Il quotidiano con un articolo della collega Conchita Sannino si sofferma su diverse vicende già trattate dalla nostra testata. Dall’indagine Imponimento della Dda di Gratteri alla richiesta di spiegazioni da parte del presidente dell’Antimafia Nicola Morra, dal Comune di Vibo all’ex consigliere regionale Vito Pitaro sino al presidente della Provincia Salvatore Solano e al caso del Piano Performance sollevato da una nostra inchiesta

Sottosegretari, La Repubblica svela i clamorosi retroscena sul nome del deputato vibonese Mangialavori
Giorgia Meloni e nel ritaglio il pezzo uscito su La Repubblica
Silvio Berlusconi, Licia Ronzulli, Giuseppe Mangialavori e Giorgia Meloni

Finisce su La Repubblica il “caso Mangialavori”. Così lo definisce il quotidiano che in un documentato articolo della collega Conchita Sannino ricostruisce i “retroscena romani” attorno al nome del deputato vibonese di Forza Italia, nonché coordinatore regionale del partito. Si tratta di vicende di cui ci siamo occupati in questi mesi e in queste settimane in solitudine, o quasi, e che vengono ora rilette in chiave “romana” da La Repubblica.

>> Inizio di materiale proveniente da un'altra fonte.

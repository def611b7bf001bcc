//! Session and envelope state for one vault.
//!
//! See [`StoreManager`] for the state machine.

mod manager;

use thiserror::Error;

use crate::crypto::{CryptoError, KeyAccessError};
use crate::wire::WireError;

pub use manager::{STORE_KEY_SALT, SiteLoadReport, StoreManager};

/// Errors raised by [`StoreManager`].
#[derive(Error, Debug)]
pub enum StoreError {
    /// An operation needing a session was called before `authenticate`.
    ///
    /// **[USER ERROR]** Recoverable by authenticating.
    #[error("Not authenticated")]
    NotAuthenticated,

    /// A blob could not be decrypted or parsed under the current store key.
    ///
    /// **[INTEGRITY VIOLATION]** Usually a wrong master password, otherwise
    /// corrupted or tampered storage. Retrying with the same key will not help.
    #[error("[INTEGRITY VIOLATION] Invalid authentication - wrong password or corrupted data")]
    InvalidAuthentication,

    /// A site record names a variant this build does not support.
    ///
    /// Reported per record; other records still load.
    #[error("Unsupported storage site type '{type_name}'")]
    UnsupportedStorageSite { type_name: String },

    /// A site with this name is already configured.
    #[error("A storage site named '{0}' already exists")]
    DuplicateSite(String),

    /// **[SYSTEM ERROR]**
    #[error("Cryptographic operation failed: {0}")]
    Crypto(#[from] CryptoError),

    /// Encoding failed while serializing.
    #[error("Serialization failed: {0}")]
    Wire(#[from] WireError),
}

impl From<KeyAccessError> for StoreError {
    fn from(err: KeyAccessError) -> Self {
        StoreError::Crypto(CryptoError::KeyAccess(err))
    }
}
//! `Send`/`Sync` for [`SessionKey`].
//!
//! `memsafe::MemSafe` holds a raw pointer to its protected mapping, which
//! suppresses the auto traits. `SessionKey` keeps it (or a `SecureBuffer`,
//! which is `Send + Sync` on its own) behind an `RwLock`, so:
//!
//! - the pointer is only dereferenced through `MemSafe::read()` while the
//!   write half of the lock is held
//! - `mlock`/`mprotect`/`madvise` on the mapping are thread-safe syscalls
//! - the pointer is never exposed and no aliased references are created

#![allow(unsafe_code)]

use super::session_key::SessionKey;

// SAFETY: the MemSafe mapping is valid from any thread, and every access to
// it goes through the RwLock.
unsafe impl Send for SessionKey {}

// SAFETY: shared access only ever reaches the key via RwLock::write(), which
// grants exclusive access to the MemSafe for the duration of the read.
unsafe impl Sync for SessionKey {}

#[cfg(test)]
mod tests {
    use super::*;
    use std::sync::Arc;
    use std::thread;

    fn assert_send<T: Send>() {}
    fn assert_sync<T: Sync>() {}

    #[test]
    fn session_key_is_send_and_sync() {
        assert_send::<SessionKey>();
        assert_sync::<SessionKey>();
        assert_send::<Arc<SessionKey>>();
    }

    #[test]
    fn can_share_across_threads() {
        let key = Arc::new(SessionKey::generate());
        let expected = key.with_key(<[u8]>::to_vec).expect("access key");

        let handles: Vec<_> = (0..4)
            .map(|_| {
                let key = Arc::clone(&key);
                thread::spawn(move || key.with_key(<[u8]>::to_vec).expect("access key"))
            })
            .collect();

        for handle in handles {
            assert_eq!(handle.join().expect("thread panicked"), expected);
        }
    }
}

Ecco il testo integrale dell’articolo di Conchita Sannino: [Continua in basso]

Giuseppe Mangialavori

“Vediamo se possono ancora chiudere la porta in faccia alla Calabria”. Si ribella e tira calci, soprattutto nella fazione dei dissidenti di Forza Italia, il Sud marginalizzato dai ruoli di governo. Che fa gli ultimi conti e affila le unghie verso le poltrone di viceministri e sottosegretari. È battaglia in particolare per le deleghe di Sud o Pnrr. E se la Campania rivendica, attraverso il coordinatore Fulvio Martusciello, quell’insperato 11 per cento (che pesa, visto che ha rinunciato al blocco di consenso di ‘Giggino ‘a purpetta’, il senatore uscente Luigi Cesaro, oggi agli arresti domiciliari), fa la voce più grossa la terra calabra, che ha toccato nelle urne quota 15 alla Camera e 16 al Senato: esattamente il doppio portato a casa da re Silvio.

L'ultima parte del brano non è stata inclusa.